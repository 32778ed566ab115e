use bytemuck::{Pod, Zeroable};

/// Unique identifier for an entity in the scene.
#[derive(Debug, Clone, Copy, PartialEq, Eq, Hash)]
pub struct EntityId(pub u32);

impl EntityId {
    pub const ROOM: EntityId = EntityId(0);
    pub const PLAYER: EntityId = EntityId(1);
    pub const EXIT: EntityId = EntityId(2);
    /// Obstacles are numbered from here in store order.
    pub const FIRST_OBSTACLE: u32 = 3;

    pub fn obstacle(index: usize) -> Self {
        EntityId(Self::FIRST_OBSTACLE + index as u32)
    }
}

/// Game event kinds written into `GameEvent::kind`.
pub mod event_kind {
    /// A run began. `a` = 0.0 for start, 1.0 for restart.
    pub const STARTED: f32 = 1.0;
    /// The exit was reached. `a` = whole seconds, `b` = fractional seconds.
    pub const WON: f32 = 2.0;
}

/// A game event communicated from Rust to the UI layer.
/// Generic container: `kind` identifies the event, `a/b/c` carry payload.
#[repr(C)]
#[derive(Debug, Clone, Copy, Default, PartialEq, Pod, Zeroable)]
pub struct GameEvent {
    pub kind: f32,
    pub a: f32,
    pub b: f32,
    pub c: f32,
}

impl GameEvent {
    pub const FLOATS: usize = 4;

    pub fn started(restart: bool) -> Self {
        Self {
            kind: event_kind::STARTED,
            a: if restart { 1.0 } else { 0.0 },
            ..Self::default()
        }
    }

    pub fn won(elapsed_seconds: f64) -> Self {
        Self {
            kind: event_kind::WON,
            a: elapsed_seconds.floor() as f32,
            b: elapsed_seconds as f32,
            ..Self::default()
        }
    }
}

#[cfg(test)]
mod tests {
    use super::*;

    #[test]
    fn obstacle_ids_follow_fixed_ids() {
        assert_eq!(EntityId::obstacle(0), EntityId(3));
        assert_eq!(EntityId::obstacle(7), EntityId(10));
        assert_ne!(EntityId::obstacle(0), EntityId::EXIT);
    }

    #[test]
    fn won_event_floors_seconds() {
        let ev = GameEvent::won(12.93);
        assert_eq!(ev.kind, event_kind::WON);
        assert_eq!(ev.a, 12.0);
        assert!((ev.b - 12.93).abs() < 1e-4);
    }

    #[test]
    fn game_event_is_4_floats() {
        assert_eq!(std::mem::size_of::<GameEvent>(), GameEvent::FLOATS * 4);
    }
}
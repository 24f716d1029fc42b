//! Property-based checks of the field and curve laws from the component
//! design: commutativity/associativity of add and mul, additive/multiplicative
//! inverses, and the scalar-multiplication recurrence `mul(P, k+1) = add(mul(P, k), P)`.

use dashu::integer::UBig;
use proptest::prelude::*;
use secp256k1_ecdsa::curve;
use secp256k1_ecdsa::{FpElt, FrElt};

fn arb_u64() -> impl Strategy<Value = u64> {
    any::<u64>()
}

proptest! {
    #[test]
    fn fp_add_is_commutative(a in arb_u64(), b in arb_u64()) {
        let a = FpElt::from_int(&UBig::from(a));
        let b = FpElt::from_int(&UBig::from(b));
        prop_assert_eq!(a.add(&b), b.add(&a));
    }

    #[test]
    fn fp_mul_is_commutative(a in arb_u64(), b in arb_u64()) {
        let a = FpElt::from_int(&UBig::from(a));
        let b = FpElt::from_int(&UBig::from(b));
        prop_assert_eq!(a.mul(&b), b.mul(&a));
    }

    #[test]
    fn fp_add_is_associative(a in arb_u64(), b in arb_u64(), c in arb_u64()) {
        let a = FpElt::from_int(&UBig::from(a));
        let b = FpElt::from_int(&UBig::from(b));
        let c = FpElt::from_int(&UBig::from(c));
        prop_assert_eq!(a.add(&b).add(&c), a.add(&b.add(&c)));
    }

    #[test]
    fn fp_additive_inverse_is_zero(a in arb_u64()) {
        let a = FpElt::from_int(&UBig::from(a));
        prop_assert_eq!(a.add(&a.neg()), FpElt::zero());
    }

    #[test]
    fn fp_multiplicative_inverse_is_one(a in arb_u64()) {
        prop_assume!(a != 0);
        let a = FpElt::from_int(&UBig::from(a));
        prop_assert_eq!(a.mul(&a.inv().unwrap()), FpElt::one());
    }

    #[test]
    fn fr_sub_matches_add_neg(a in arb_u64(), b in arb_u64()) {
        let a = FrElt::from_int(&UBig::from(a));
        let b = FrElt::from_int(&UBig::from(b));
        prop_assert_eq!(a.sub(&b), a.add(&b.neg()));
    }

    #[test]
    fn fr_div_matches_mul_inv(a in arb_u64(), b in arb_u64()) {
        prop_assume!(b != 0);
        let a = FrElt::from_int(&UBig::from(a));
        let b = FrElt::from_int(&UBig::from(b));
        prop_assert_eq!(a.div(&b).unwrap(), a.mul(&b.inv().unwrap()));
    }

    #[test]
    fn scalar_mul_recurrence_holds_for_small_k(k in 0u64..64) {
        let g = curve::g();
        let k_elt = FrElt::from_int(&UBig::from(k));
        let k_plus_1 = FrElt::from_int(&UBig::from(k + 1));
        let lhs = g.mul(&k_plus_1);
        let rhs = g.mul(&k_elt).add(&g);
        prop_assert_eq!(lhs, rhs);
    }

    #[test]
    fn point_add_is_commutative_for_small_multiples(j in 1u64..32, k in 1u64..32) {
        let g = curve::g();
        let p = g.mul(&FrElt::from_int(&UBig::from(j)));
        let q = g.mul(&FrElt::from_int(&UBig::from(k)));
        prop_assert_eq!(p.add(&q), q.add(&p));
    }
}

Task objective: Word for word, restate the entries that appear above.

Response to the exercise:
repository 32778ed566ab115e
use bytemuck::{Pod, Zeroable};

/// Unique identifier for an entity in the scene.
#[derive(Debug, Clone, Copy, PartialEq, Eq, Hash)]
pub struct EntityId(pub u32);

impl EntityId {
    pub const ROOM: EntityId = EntityId(0);
    pub const PLAYER: EntityId = EntityId(1);
    pub const EXIT: EntityId = EntityId(2);
    /// Obstacles are numbered from here in store order.
    pub const FIRST_OBSTACLE: u32 = 3;

    pub fn obstacle(index: usize) -> Self {
        EntityId(Self::FIRST_OBSTACLE + index as u32)
    }
}

/// Game event kinds written into `GameEvent::kind`.
pub mod event_kind {
    /// A run began. `a` = 0.0 for start, 1.0 for restart.
    pub const STARTED: f32 = 1.0;
    /// The exit was reached. `a` = whole seconds, `b` = fractional seconds.
    pub const WON: f32 = 2.0;
}

/// A game event communicated from Rust to the UI layer.
/// Generic container: `kind` identifies the event, `a/b/c` carry payload.
#[repr(C)]
#[derive(Debug, Clone, Copy, Default, PartialEq, Pod, Zeroable)]
pub struct GameEvent {
    pub kind: f32,
    pub a: f32,
    pub b: f32,
    pub c: f32,
}

impl GameEvent {
    pub const FLOATS: usize = 4;

    pub fn started(restart: bool) -> Self {
        Self {
            kind: event_kind::STARTED,
            a: if restart { 1.0 } else { 0.0 },
            ..Self::default()
        }
    }

    pub fn won(elapsed_seconds: f64) -> Self {
        Self {
            kind: event_kind::WON,
            a: elapsed_seconds.floor() as f32,
            b: elapsed_seconds as f32,
            ..Self::default()
        }
    }
}

#[cfg(test)]
mod tests {
    use super::*;

    #[test]
    fn obstacle_ids_follow_fixed_ids() {
        assert_eq!(EntityId::obstacle(0), EntityId(3));
        assert_eq!(EntityId::obstacle(7), EntityId(10));
        assert_ne!(EntityId::obstacle(0), EntityId::EXIT);
    }

    #[test]
    fn won_event_floors_seconds() {
        let ev = GameEvent::won(12.93);
        assert_eq!(ev.kind, event_kind::WON);
        assert_eq!(ev.a, 12.0);
        assert!((ev.b - 12.93).abs() < 1e-4);
    }

    #[test]
    fn game_event_is_4_floats() {
        assert_eq!(std::mem::size_of::<GameEvent>(), GameEvent::FLOATS * 4);
    }
}
repository 24f716d1029fc42b
//! Property-based checks of the field and curve laws from the component
//! design: commutativity/associativity of add and mul, additive/multiplicative
//! inverses, and the scalar-multiplication recurrence `mul(P, k+1) = add(mul(P, k), P)`.

use dashu::integer::UBig;
use proptest::prelude::*;
use secp256k1_ecdsa::curve;
use secp256k1_ecdsa::{FpElt, FrElt};

fn arb_u64() -> impl Strategy<Value = u64> {
    any::<u64>()
}

proptest! {
    #[test]
    fn fp_add_is_commutative(a in arb_u64(), b in arb_u64()) {
        let a = FpElt::from_int(&UBig::from(a));
        let b = FpElt::from_int(&UBig::from(b));
        prop_assert_eq!(a.add(&b), b.add(&a));
    }

    #[test]
    fn fp_mul_is_commutative(a in arb_u64(), b in arb_u64()) {
        let a = FpElt::from_int(&UBig::from(a));
        let b = FpElt::from_int(&UBig::from(b));
        prop_assert_eq!(a.mul(&b), b.mul(&a));
    }

    #[test]
    fn fp_add_is_associative(a in arb_u64(), b in arb_u64(), c in arb_u64()) {
        let a = FpElt::from_int(&UBig::from(a));
        let b = FpElt::from_int(&UBig::from(b));
        let c = FpElt::from_int(&UBig::from(c));
        prop_assert_eq!(a.add(&b).add(&c), a.add(&b.add(&c)));
    }

    #[test]
    fn fp_additive_inverse_is_zero(a in arb_u64()) {
        let a = FpElt::from_int(&UBig::from(a));
        prop_assert_eq!(a.add(&a.neg()), FpElt::zero());
    }

    #[test]
    fn fp_multiplicative_inverse_is_one(a in arb_u64()) {
        prop_assume!(a != 0);
        let a = FpElt::from_int(&UBig::from(a));
        prop_assert_eq!(a.mul(&a.inv().unwrap()), FpElt::one());
    }

    #[test]
    fn fr_sub_matches_add_neg(a in arb_u64(), b in arb_u64()) {
        let a = FrElt::from_int(&UBig::from(a));
        let b = FrElt::from_int(&UBig::from(b));
        prop_assert_eq!(a.sub(&b), a.add(&b.neg()));
    }

    #[test]
    fn fr_div_matches_mul_inv(a in arb_u64(), b in arb_u64()) {
        prop_assume!(b != 0);
        let a = FrElt::from_int(&UBig::from(a));
        let b = FrElt::from_int(&UBig::from(b));
        prop_assert_eq!(a.div(&b).unwrap(), a.mul(&b.inv().unwrap()));
    }

    #[test]
    fn scalar_mul_recurrence_holds_for_small_k(k in 0u64..64) {
        let g = curve::g();
        let k_elt = FrElt::from_int(&UBig::from(k));
        let k_plus_1 = FrElt::from_int(&UBig::from(k + 1));
        let lhs = g.mul(&k_plus_1);
        let rhs = g.mul(&k_elt).add(&g);
        prop_assert_eq!(lhs, rhs);
    }

    #[test]
    fn point_add_is_commutative_for_small_multiples(j in 1u64..32, k in 1u64..32) {
        let g = curve::g();
        let p = g.mul(&FrElt::from_int(&UBig::from(j)));
        let q = g.mul(&FrElt::from_int(&UBig::from(k)));
        prop_assert_eq!(p.add(&q), q.add(&p));
    }
}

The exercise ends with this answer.